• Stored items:
--- START ---

//! The variation pipeline, one module per stage.

pub mod bays;
pub mod center;
pub mod exits;
pub mod harvest;
pub mod prepare;
pub mod ramparts;
pub mod roads;
pub mod spawn_walls;
pub mod towers;
pub mod upgrader;

pub use self::bays::{ExtensionBayStep, HelperParkingStep, LabStep, SingleStructureStep};
pub use self::center::{CoreClusterStep, CorePositionStep};
pub use self::exits::ExitStep;
pub use self::harvest::{HarvestBayStep, HarvestPositionStep};
pub use self::prepare::PrepareMatrixStep;
pub use self::ramparts::RampartStep;
pub use self::roads::RoadNetworkStep;
pub use self::spawn_walls::SpawnWallStep;
pub use self::towers::{tower_effect, TowerStep};
pub use self::upgrader::UpgraderStep;

use crate::labels::*;
use crate::location::*;
use crate::placement::PlacementManager;
use crate::step::PlanningStep;

/// Build the default pipeline.
///
/// 1. PrepareMatrixStep -- building matrix from terrain and distance fields
/// 2. ExitStep -- one exit center per run of exit tiles
/// 3. CorePositionStep -- room center, entrances and road cross
/// 4. HarvestPositionStep -- where source and mineral harvesters stand
/// 5. UpgraderStep -- upgrader tile, controller container and link
/// 6. RoadNetworkStep -- exits and controller to the core
/// 7. HarvestBayStep -- source roads, containers and bays, mineral infrastructure
/// 8. CoreClusterStep -- storage, terminal, core link and lab
/// 9. HelperParkingStep, ExtensionBayStep, LabStep, SingleStructureStep
/// 10. RampartStep -- min-cut perimeter and safety matrix
/// 11. TowerStep -- greedy rampart coverage
/// 12. SpawnWallStep -- walls next to spawns
pub fn default_steps() -> Vec<Box<dyn PlanningStep>> {
    vec![
        Box::new(PrepareMatrixStep),
        Box::new(ExitStep),
        Box::new(CorePositionStep),
        Box::new(HarvestPositionStep),
        Box::new(UpgraderStep),
        Box::new(RoadNetworkStep),
        Box::new(HarvestBayStep),
        Box::new(CoreClusterStep),
        Box::new(HelperParkingStep),
        Box::new(ExtensionBayStep),
        Box::new(LabStep),
        Box::new(SingleStructureStep),
        Box::new(RampartStep),
        Box::new(TowerStep),
        Box::new(SpawnWallStep),
    ]
}

/// Fill the buildable neighbors of a bay center. Each role in `first` is used
/// once, in order, while its quota lasts, the remaining tiles get `rest`.
/// Returns the number of structures placed.
pub(crate) fn fill_bay(
    placement: &mut PlacementManager,
    center: Location,
    first: &[LocationType],
    rest: LocationType,
) -> usize {
    let mut pending: Vec<LocationType> = first.to_vec();
    let mut placed = 0;

    let slots: Vec<Location> = center
        .neighbors()
        .filter(|n| placement.is_buildable_tile(*n, false))
        .collect();

    for slot in slots {
        pending.retain(|role| placement.remaining_quota(*role) > 0);
        let role = if pending.is_empty() {
            rest
        } else {
            pending.remove(0)
        };
        if placement.remaining_quota(role) == 0 {
            break;
        }
        if placement.plan_location(slot, role) {
            placed += 1;
        }
    }

    placed
}


#[cfg(test)]
mod tests {
    use super::test_support::*;
    use super::*;

    #[test]
    fn bay_roles_follow_quotas() {
        let intel = open_intel();
        let mut state = state_for(&intel, Location::from_xy(25, 25));
        state.placement.prepare_building_matrix(&[]);

        let placed = fill_bay(
            &mut state.placement,
            Location::from_xy(25, 25),
            &[LocationType::LinkBay, LocationType::Spawn],
            LocationType::ExtensionBay,
        );
        assert_eq!(placed, 8);
        let plan = state.placement.plan();
        assert_eq!(plan.count(LocationType::LinkBay), 1);
        assert_eq!(plan.count(LocationType::Spawn), 1);
        assert_eq!(plan.count(LocationType::ExtensionBay), 6);
        assert_eq!(plan.count(LocationType::Extension), 6);
    }

    #[test]
    fn exhausted_roles_are_skipped() {
        let intel = open_intel();
        let mut state = state_for(&intel, Location::from_xy(25, 25));
        state.placement.prepare_building_matrix(&[]);
        for x in 5..8 {
            state.placement.plan_location(Location::from_xy(x, 5), LocationType::Spawn);
        }
        assert_eq!(state.placement.remaining_quota(LocationType::Spawn), 0);

        fill_bay(
            &mut state.placement,
            Location::from_xy(25, 25),
            &[LocationType::Spawn],
            LocationType::ExtensionBay,
        );
        assert_eq!(state.placement.plan().count(LocationType::ExtensionBay), 8);
        assert!(state.placement.plan().count(LocationType::Spawn) <= 3);
    }
}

--- END ---

• Activity: In these records, tally the lines that contain the string "center", and give only the result.

• Response: 7